=== Begin Enclosure ===

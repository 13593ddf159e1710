//! Fire behavior prediction façade.
//!
//! [`FireBehavior`] bundles a fuel complex, a weighted spread model and
//! field-unit inputs behind one small surface. Wind arrives in mi/h and
//! slope in degrees; both are converted to the model's native ft/min and
//! radians at evaluation time. Outputs are clamped to zero so extreme
//! moisture inputs degrade to "no spread" instead of a negative rate.

use serde::{Deserialize, Serialize};
use tracing::debug;

use crate::catalog::StandardFuelModel;
use crate::complex::FuelComplex;
use crate::core_types::{Category, SizeClass};
use crate::error::{FireModelError, FireResult};
use crate::model::WeightedSpreadModel;
use crate::physics::WeightingMethod;

/// mi/h to ft/min.
const MPH_TO_FEET_PER_MINUTE: f64 = 5280.0 / 60.0;

/// High-level fire behavior prediction over a categorized fuel complex.
///
/// Wind and slope default to zero, so a freshly built prediction is
/// evaluable as soon as fuel moistures are supplied.
#[derive(Debug, Clone, PartialEq, Serialize, Deserialize)]
pub struct FireBehavior {
    model: WeightedSpreadModel,
    midflame_wind_mph: f64,
    slope_degrees: f64,
    rate_of_spread: Option<f64>,
    heat_per_area: Option<f64>,
}

impl FireBehavior {
    /// A prediction over one of the standard NFFL fuel models.
    pub fn standard(fuel_model: StandardFuelModel, method: WeightingMethod) -> Self {
        Self::custom(fuel_model.build(method))
    }

    /// A prediction over a caller-assembled fuel complex.
    pub fn custom(fuel: FuelComplex) -> Self {
        Self {
            model: WeightedSpreadModel::new(fuel),
            midflame_wind_mph: 0.0,
            slope_degrees: 0.0,
            rate_of_spread: None,
            heat_per_area: None,
        }
    }

    /// The underlying spread model.
    pub fn model(&self) -> &WeightedSpreadModel {
        &self.model
    }

    /// The weighting method of the underlying fuel complex.
    pub fn method(&self) -> WeightingMethod {
        self.model.method()
    }

    /// Set the midflame wind speed, mi/h.
    pub fn set_midflame_wind(&mut self, speed_mph: f64) -> FireResult<()> {
        if speed_mph < 0.0 {
            return Err(FireModelError::InvalidWindSpeed);
        }
        self.midflame_wind_mph = speed_mph;
        self.invalidate();
        Ok(())
    }

    /// Set the terrain slope, degrees above horizontal.
    pub fn set_slope(&mut self, slope_degrees: f64) {
        self.slope_degrees = slope_degrees;
        self.invalidate();
    }

    /// Set moisture contents for dead size classes, as (class, fraction)
    /// pairs. Every named class must exist in the fuel model.
    pub fn set_dead_fuel_moistures(&mut self, moistures: &[(SizeClass, f64)]) -> FireResult<()> {
        self.set_category_moistures(Category::Dead, moistures)
    }

    /// Set moisture contents for live size classes, as (class, fraction)
    /// pairs. Fails with [`FireModelError::NoLiveFuel`] when the fuel model
    /// carries no live fuel.
    pub fn set_live_fuel_moistures(&mut self, moistures: &[(SizeClass, f64)]) -> FireResult<()> {
        if !self.model.fuel().has_live_fuel() {
            return Err(FireModelError::NoLiveFuel);
        }
        self.set_category_moistures(Category::Live, moistures)
    }

    fn set_category_moistures(
        &mut self,
        category: Category,
        moistures: &[(SizeClass, f64)],
    ) -> FireResult<()> {
        // Reject the whole map before touching the fuel, so a bad entry
        // cannot leave a partially applied moisture profile behind.
        for &(size_class, _) in moistures {
            if !self.model.fuel().contains(category, size_class) {
                return Err(FireModelError::MissingSizeClass {
                    category,
                    size_class,
                });
            }
        }
        // The memo is cleared before the first mutation; an error from a
        // later entry must never leave cached outputs ahead of the fuel.
        self.invalidate();
        for &(size_class, moisture) in moistures {
            self.model.set_particle_moisture(category, size_class, moisture)?;
        }
        Ok(())
    }

    /// Predicted rate of spread, ft/min, never negative.
    pub fn rate_of_spread(&mut self) -> FireResult<f64> {
        let (rate_of_spread, _) = self.evaluate()?;
        Ok(rate_of_spread.max(0.0))
    }

    /// Predicted heat release per unit area per minute, BTU/ft²/min, never
    /// negative.
    pub fn heat_per_area(&mut self) -> FireResult<f64> {
        let (_, heat_per_area) = self.evaluate()?;
        Ok(heat_per_area.max(0.0))
    }

    fn invalidate(&mut self) {
        self.rate_of_spread = None;
        self.heat_per_area = None;
    }

    fn evaluate(&mut self) -> FireResult<(f64, f64)> {
        if let (Some(rate_of_spread), Some(heat_per_area)) =
            (self.rate_of_spread, self.heat_per_area)
        {
            return Ok((rate_of_spread, heat_per_area));
        }

        self.model
            .set_wind(self.midflame_wind_mph * MPH_TO_FEET_PER_MINUTE)?;
        self.model.set_slope(self.slope_degrees.to_radians());
        let outputs = self.model.evaluate()?;

        debug!(
            wind_mph = self.midflame_wind_mph,
            slope_degrees = self.slope_degrees,
            rate_of_spread = outputs.rate_of_spread,
            "fire behavior evaluated"
        );
        self.rate_of_spread = Some(outputs.rate_of_spread);
        self.heat_per_area = Some(outputs.reaction_intensity);
        Ok((outputs.rate_of_spread, outputs.reaction_intensity))
    }
}

#[cfg(test)]
mod tests {
    use super::*;
    use approx::assert_relative_eq;

    fn short_grass() -> FireBehavior {
        let mut fbp = FireBehavior::standard(StandardFuelModel::ShortGrass, WeightingMethod::Rothermel);
        fbp.set_dead_fuel_moistures(&[(SizeClass::OneHour, 0.06)])
            .unwrap();
        fbp
    }

    #[test]
    fn calm_flat_short_grass_reference() {
        let mut fbp = short_grass();
        assert_relative_eq!(
            fbp.rate_of_spread().unwrap(),
            4.41286848156915,
            max_relative = 1e-9
        );
        assert_relative_eq!(
            fbp.heat_per_area().unwrap(),
            790.3530222482264,
            max_relative = 1e-9
        );
    }

    #[test]
    fn wind_is_converted_from_miles_per_hour() {
        let mut fbp = short_grass();
        fbp.set_midflame_wind(5.0).unwrap();
        // 5 mi/h is 440 ft/min at the model boundary.
        assert_relative_eq!(
            fbp.rate_of_spread().unwrap(),
            98.96450559182313,
            max_relative = 1e-9
        );
    }

    #[test]
    fn saturated_fuel_clamps_to_zero_spread() {
        // 14.4% moisture against a 12% extinction moisture drives the
        // damping coefficient negative; the prediction floors at zero.
        let mut fbp = short_grass();
        fbp.set_dead_fuel_moistures(&[(SizeClass::OneHour, 0.144)])
            .unwrap();
        assert_eq!(fbp.rate_of_spread().unwrap(), 0.0);
        assert_eq!(fbp.heat_per_area().unwrap(), 0.0);
    }

    #[test]
    fn live_moistures_require_live_fuel() {
        let mut fbp = short_grass();
        assert_eq!(
            fbp.set_live_fuel_moistures(&[(SizeClass::OneHour, 1.0)])
                .unwrap_err(),
            FireModelError::NoLiveFuel
        );
    }

    #[test]
    fn unknown_size_classes_are_rejected() {
        let mut fbp = short_grass();
        let err = fbp
            .set_dead_fuel_moistures(&[(SizeClass::TenHour, 0.07)])
            .unwrap_err();
        assert_eq!(
            err,
            FireModelError::MissingSizeClass {
                category: Category::Dead,
                size_class: SizeClass::TenHour,
            }
        );
    }

    #[test]
    fn rejected_moisture_map_leaves_fuel_and_results_unchanged() {
        let mut fbp = short_grass();
        let before = fbp.heat_per_area().unwrap();

        // The first entry names a valid class; the second does not. Nothing
        // may be applied and the cached result must still be correct.
        let err = fbp
            .set_dead_fuel_moistures(&[(SizeClass::OneHour, 0.14), (SizeClass::TenHour, 0.07)])
            .unwrap_err();
        assert!(matches!(err, FireModelError::MissingSizeClass { .. }));

        let moisture = fbp
            .model()
            .fuel()
            .particle(Category::Dead, SizeClass::OneHour)
            .unwrap()
            .fuel_moisture()
            .unwrap();
        assert_relative_eq!(moisture, 0.06);
        assert_relative_eq!(fbp.heat_per_area().unwrap(), before);
    }

    #[test]
    fn mid_apply_moisture_error_still_clears_the_cache() {
        let mut fbp = short_grass();
        let before = fbp.heat_per_area().unwrap();

        // Both keys exist, so validation passes, but the second value is
        // rejected by the particle after the first was already applied. The
        // next evaluation must reflect the applied entry, not the memo.
        assert_eq!(
            fbp.set_dead_fuel_moistures(&[(SizeClass::OneHour, 0.10), (SizeClass::OneHour, -0.1)])
                .unwrap_err(),
            FireModelError::InvalidMoisture {
                what: "fuel moisture"
            }
        );
        assert!(fbp.heat_per_area().unwrap() < before);
    }

    #[test]
    fn negative_wind_is_rejected() {
        let mut fbp = short_grass();
        assert_eq!(
            fbp.set_midflame_wind(-3.0).unwrap_err(),
            FireModelError::InvalidWindSpeed
        );
    }

    #[test]
    fn results_are_cached_until_an_input_changes() {
        let mut fbp = short_grass();
        let calm = fbp.rate_of_spread().unwrap();
        assert_relative_eq!(fbp.rate_of_spread().unwrap(), calm);

        fbp.set_midflame_wind(5.0).unwrap();
        assert!(fbp.rate_of_spread().unwrap() > calm);
    }

    #[test]
    fn live_fuel_models_evaluate_with_both_methods() {
        for method in [WeightingMethod::Rothermel, WeightingMethod::Albini] {
            let mut fbp = FireBehavior::standard(StandardFuelModel::TimberGrassUnderstory, method);
            fbp.set_dead_fuel_moistures(&[
                (SizeClass::OneHour, 0.06),
                (SizeClass::TenHour, 0.07),
                (SizeClass::HundredHour, 0.08),
            ])
            .unwrap();
            fbp.set_live_fuel_moistures(&[(SizeClass::OneHour, 1.0)])
                .unwrap();
            fbp.set_midflame_wind(4.0).unwrap();
            fbp.set_slope(10.0);
            assert!(fbp.rate_of_spread().unwrap() > 0.0);
            assert!(fbp.heat_per_area().unwrap() > 0.0);
        }
    }
}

=== End Enclosure ===

Show every line in the records above that contains the word "InvalidWindSpeed".

> **Response area**:
            return Err(FireModelError::InvalidWindSpeed);
            FireModelError::InvalidWindSpeed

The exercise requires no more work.